Stored dataset items:
- Opening Delimiter -

//! Batch ingestion pipeline: extract fields from each document, create a
//! candidate from what came out, report one outcome per item.

use bytes::Bytes;
use tracing::{info, warn};
use uuid::Uuid;

use crate::errors::AppError;
use crate::ingest::extractor::FieldExtractor;
use crate::ingest::{ExtractedFields, IngestItemStatus, IngestOutcome, IngestResponse};
use crate::models::candidate::{CandidateInput, CandidateStatus};
use crate::store::CandidateStore;

pub struct IngestItem {
    pub filename: String,
    pub bytes: Bytes,
}

/// Runs every item through extract → create. Item failures are recorded in
/// the corresponding outcome and never abort the remaining items.
pub async fn process_batch(
    store: &dyn CandidateStore,
    extractor: &dyn FieldExtractor,
    max_upload_bytes: usize,
    items: Vec<IngestItem>,
) -> IngestResponse {
    let batch_id = Uuid::new_v4();
    let submitted = items.len();
    let mut results = Vec::with_capacity(submitted);

    for item in items {
        let outcome = match process_item(store, extractor, max_upload_bytes, &item).await {
            Ok(outcome) => outcome,
            Err(e) => {
                warn!("Ingest of '{}' failed: {e}", item.filename);
                IngestOutcome::failure(item.filename, e.to_string())
            }
        };
        results.push(outcome);
    }

    let succeeded = results
        .iter()
        .filter(|o| o.status == IngestItemStatus::Success)
        .count();
    info!("Ingest batch {batch_id}: {succeeded}/{submitted} documents processed");

    IngestResponse {
        batch_id,
        submitted,
        succeeded,
        failed: submitted - succeeded,
        results,
    }
}

async fn process_item(
    store: &dyn CandidateStore,
    extractor: &dyn FieldExtractor,
    max_upload_bytes: usize,
    item: &IngestItem,
) -> Result<IngestOutcome, AppError> {
    if item.bytes.len() > max_upload_bytes {
        return Err(AppError::Extraction(format!(
            "'{}' exceeds the {max_upload_bytes}-byte upload limit",
            item.filename
        )));
    }

    let fields = extractor.extract(&item.filename, &item.bytes).await?;
    let input = candidate_input_from_fields(&item.filename, &fields)?;
    let candidate = store.create(input).await?;

    Ok(IngestOutcome {
        filename: item.filename.clone(),
        status: IngestItemStatus::Success,
        fields: Some(fields),
        candidate_id: Some(candidate.id),
        error: None,
    })
}

/// Turns extracted fields into a create payload. An email is the one hard
/// requirement; a missing name falls back to the filename stem.
fn candidate_input_from_fields(
    filename: &str,
    fields: &ExtractedFields,
) -> Result<CandidateInput, AppError> {
    let email = fields
        .email
        .clone()
        .ok_or_else(|| AppError::Extraction(format!("no email address found in '{filename}'")))?;

    let name = fields
        .name
        .clone()
        .unwrap_or_else(|| filename_stem(filename).to_string());

    Ok(CandidateInput {
        name,
        email,
        location: fields.location.clone().unwrap_or_default(),
        current_role: fields.current_role.clone().unwrap_or_default(),
        experience: fields.experience.unwrap_or(0),
        skills: fields.skills.clone(),
        status: CandidateStatus::Active,
        education: fields.education.clone(),
        cv_filename: Some(filename.to_string()),
    })
}

fn filename_stem(filename: &str) -> &str {
    filename.rsplit_once('.').map_or(filename, |(stem, _)| stem)
}

#[cfg(test)]
mod tests {
    use super::*;
    use crate::ingest::extractor::HeuristicExtractor;
    use crate::store::memory::MemoryStore;

    const GOOD_CV: &str = "\
Sarah Johnson
Full Stack Developer
sarah.j@email.com

6 years with React, Python and Django.
";

    fn item(filename: &str, body: &str) -> IngestItem {
        IngestItem {
            filename: filename.to_string(),
            bytes: Bytes::from(body.to_string()),
        }
    }

    #[tokio::test]
    async fn test_successful_item_creates_candidate() {
        let store = MemoryStore::new();
        let response =
            process_batch(&store, &HeuristicExtractor, 1024, vec![item("sarah.txt", GOOD_CV)])
                .await;

        assert_eq!(response.submitted, 1);
        assert_eq!(response.succeeded, 1);
        assert_eq!(response.failed, 0);

        let outcome = &response.results[0];
        assert_eq!(outcome.status, IngestItemStatus::Success);
        let id = outcome.candidate_id.as_deref().unwrap();
        let candidate = store.get(id).await.unwrap();
        assert_eq!(candidate.name, "Sarah Johnson");
        assert_eq!(candidate.experience, 6);
        assert_eq!(candidate.skills, vec!["React", "Python", "Django"]);
    }

    #[tokio::test]
    async fn test_bad_item_never_blocks_the_batch() {
        let store = MemoryStore::new();
        let response = process_batch(
            &store,
            &HeuristicExtractor,
            1024,
            vec![
                item("no-email.txt", "Just Some Notes\nnothing useful here"),
                item("sarah.txt", GOOD_CV),
                item("photo.png", "not a document"),
            ],
        )
        .await;

        assert_eq!(response.submitted, 3);
        assert_eq!(response.succeeded, 1);
        assert_eq!(response.failed, 2);
        assert_eq!(response.results[0].status, IngestItemStatus::Error);
        assert!(response.results[0].error.as_deref().unwrap().contains("email"));
        assert_eq!(response.results[1].status, IngestItemStatus::Success);
        assert_eq!(response.results[2].status, IngestItemStatus::Error);

        // Only the good document produced a candidate.
        assert_eq!(store.list(0, 10).await.unwrap().len(), 1);
    }

    #[tokio::test]
    async fn test_oversized_item_fails_per_item() {
        let store = MemoryStore::new();
        let response =
            process_batch(&store, &HeuristicExtractor, 8, vec![item("big.txt", GOOD_CV)]).await;
        assert_eq!(response.failed, 1);
        assert!(response.results[0]
            .error
            .as_deref()
            .unwrap()
            .contains("upload limit"));
    }

    #[tokio::test]
    async fn test_missing_name_falls_back_to_filename_stem() {
        let store = MemoryStore::new();
        let cv = "contact@email.com\nreachable by mail only";
        let response =
            process_batch(&store, &HeuristicExtractor, 1024, vec![item("resume.txt", cv)]).await;

        assert_eq!(response.succeeded, 1);
        let id = response.results[0].candidate_id.as_deref().unwrap();
        assert_eq!(store.get(id).await.unwrap().name, "resume");
    }
}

- Closing Delimiter -

**What you will do**. Please show every line of the entries above that contains the word "Johnson".

**Result for this exercise**.
Sarah Johnson
        assert_eq!(candidate.name, "Sarah Johnson");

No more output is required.